### Exercise requirements
Lines from the records below that contain the word "class" are to be copied out.

━━━

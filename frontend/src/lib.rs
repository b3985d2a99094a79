//! RentEase 前端应用
//!
//! 核心逻辑（会话、拦截器、守卫、校验）都在 `rentease` 库中，这里只负责浏览器适配与界面：
//! - `web`: fetch / sessionStorage / History API 的轻量封装
//! - `api`: 按需装配带认证管道的服务
//! - `auth`: 会话的响应式副本
//! - `components`: 页面组件

// =========================================================
// 跨平台日志宏
// =========================================================

#[cfg(target_arch = "wasm32")]
macro_rules! log_info {
    ($($t:tt)*) => (web_sys::console::log_1(&format!($($t)*).into()))
}

#[cfg(not(target_arch = "wasm32"))]
macro_rules! log_info {
    ($($t:tt)*) => (println!($($t)*))
}

#[cfg(target_arch = "wasm32")]
macro_rules! log_error {
    ($($t:tt)*) => (web_sys::console::error_1(&format!($($t)*).into()))
}

#[cfg(not(target_arch = "wasm32"))]
macro_rules! log_error {
    ($($t:tt)*) => (eprintln!($($t)*))
}

mod api;
mod auth;
mod components {
    mod common;
    pub use common::*;

    pub mod dashboard;
    pub mod forgot_password;
    pub mod login;
    pub mod register;
    pub mod reset_password;
    pub mod verify_otp;
}

use crate::auth::AuthContext;
use crate::components::dashboard::DashboardPage;
use crate::components::forgot_password::ForgotPasswordPage;
use crate::components::login::LoginPage;
use crate::components::register::RegisterPage;
use crate::components::reset_password::ResetPasswordPage;
use crate::components::verify_otp::VerifyOtpPage;

use leptos::prelude::*;

// 浏览器原生 API 封装
pub(crate) mod web {
    mod http;
    mod logging;
    pub mod route;
    pub mod router;
    mod storage;
    mod timer;

    pub use http::FetchHttpClient;
    pub use logging::init_logging;
    pub use storage::BrowserSessionStorage;
    pub use timer::Interval;
}

pub use web::init_logging;
use web::route::AppRoute;
use web::router::{Router, RouterOutlet, use_router};

#[component]
fn LandingPage() -> impl IntoView {
    let router = use_router();

    view! {
        <div class="hero min-h-screen bg-base-200">
            <div class="hero-content text-center">
                <div class="max-w-md">
                    <h1 class="text-5xl font-bold">"RentEase"</h1>
                    <p class="py-6">"Rent collection, maintenance and tenancy in one place."</p>
                    <div class="flex gap-2 justify-center">
                        <button class="btn btn-primary" on:click=move |_| router.navigate("/register")>
                            "Get started"
                        </button>
                        <button class="btn btn-ghost" on:click=move |_| router.navigate("/login")>
                            "Sign in"
                        </button>
                    </div>
                </div>
            </div>
        </div>
    }
}

/// 路由匹配函数
fn route_matcher(route: AppRoute) -> AnyView {
    match route {
        AppRoute::Landing => view! { <LandingPage /> }.into_any(),
        AppRoute::Register => view! { <RegisterPage /> }.into_any(),
        AppRoute::Login => view! { <LoginPage /> }.into_any(),
        AppRoute::VerifyOtp => view! { <VerifyOtpPage /> }.into_any(),
        AppRoute::ForgotPassword => view! { <ForgotPasswordPage /> }.into_any(),
        AppRoute::ResetPassword => view! { <ResetPasswordPage /> }.into_any(),
        AppRoute::Dashboard(role) => view! { <DashboardPage role=role /> }.into_any(),
    }
}

#[component]
pub fn App() -> impl IntoView {
    // 1. 认证上下文（从 sessionStorage 恢复会话）
    let auth_ctx = AuthContext::new();
    provide_context(auth_ctx);

    // 2. 认证信号注入路由服务
    let is_authenticated = auth_ctx.is_authenticated_signal();

    view! {
        <Router is_authenticated=is_authenticated>
            <RouterOutlet matcher=route_matcher />
        </Router>
    }
}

━━━

### Output for this exercise
        <div class="hero min-h-screen bg-base-200">
            <div class="hero-content text-center">
                <div class="max-w-md">
                    <h1 class="text-5xl font-bold">"RentEase"</h1>
                    <p class="py-6">"Rent collection, maintenance and tenancy in one place."</p>
                    <div class="flex gap-2 justify-center">
                        <button class="btn btn-primary" on:click=move |_| router.navigate("/register")>
                        <button class="btn btn-ghost" on:click=move |_| router.navigate("/login")>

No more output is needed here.